═════ EXTRACTED DATA ═════

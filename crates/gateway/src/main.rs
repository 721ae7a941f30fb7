use clap::Parser;
use tower_http::trace::TraceLayer;
use tracing_subscriber::layer::SubscriberExt;
use tracing_subscriber::util::SubscriberInitExt;
use tracing_subscriber::EnvFilter;

use mw_gateway::bootstrap;
use mw_gateway::cli::{Cli, Command, ConfigCommand};
use mw_gateway::{api, cli};

#[tokio::main]
async fn main() -> anyhow::Result<()> {
    let cli = Cli::parse();

    match cli.command {
        // Default to serve when no subcommand is given.
        None | Some(Command::Serve) => {
            init_tracing();
            let (config, config_path) = cli::load_config()?;
            tracing::info!(config = %config_path, "starting msgwatch gateway");
            run_server(config).await
        }
        Some(Command::Config(ConfigCommand::Validate)) => {
            let (config, config_path) = cli::load_config()?;
            if !cli::config::validate(&config, &config_path) {
                std::process::exit(1);
            }
            Ok(())
        }
        Some(Command::Config(ConfigCommand::Show)) => {
            let (config, _config_path) = cli::load_config()?;
            cli::config::show(&config);
            Ok(())
        }
        Some(Command::Version) => {
            println!("msgwatch {}", env!("CARGO_PKG_VERSION"));
            Ok(())
        }
    }
}

/// Initialize structured JSON tracing for the server.
fn init_tracing() {
    let env_filter = EnvFilter::try_from_default_env()
        .unwrap_or_else(|_| EnvFilter::new("info,mw_gateway=debug"));
    let fmt_layer = tracing_subscriber::fmt::layer().json();

    tracing_subscriber::registry()
        .with(env_filter)
        .with(fmt_layer)
        .init();
}

async fn run_server(config: mw_domain::config::Config) -> anyhow::Result<()> {
    let state = bootstrap::build_state(&config)?;

    let app = api::router()
        .layer(TraceLayer::new_for_http())
        .with_state(state);

    let addr = format!("{}:{}", config.server.host, config.server.port);
    let listener = tokio::net::TcpListener::bind(&addr).await?;
    tracing::info!(addr = %addr, "listening");

    axum::serve(listener, app).await?;
    Ok(())
}
//! Result sink: serializes retained scored messages for the caller.

use mw_domain::error::Result;
use mw_domain::message::ScoredMessage;

/// Serialize scored messages as a JSON array to any writer.
pub fn write_json<W: std::io::Write>(scored: &[ScoredMessage], writer: W) -> Result<()> {
    serde_json::to_writer(writer, scored)?;
    Ok(())
}

/// Scored messages as an in-memory JSON value (used by the HTTP surface).
pub fn to_json(scored: &[ScoredMessage]) -> Result<serde_json::Value> {
    Ok(serde_json::to_value(scored)?)
}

═════

* **EXERCISE**
The answer must be every line from the entries above that holds the string "EnvFilter".

* **EXERCISE RESPONSE**
use tracing_subscriber::EnvFilter;
    let env_filter = EnvFilter::try_from_default_env()
        .unwrap_or_else(|_| EnvFilter::new("info,mw_gateway=debug"));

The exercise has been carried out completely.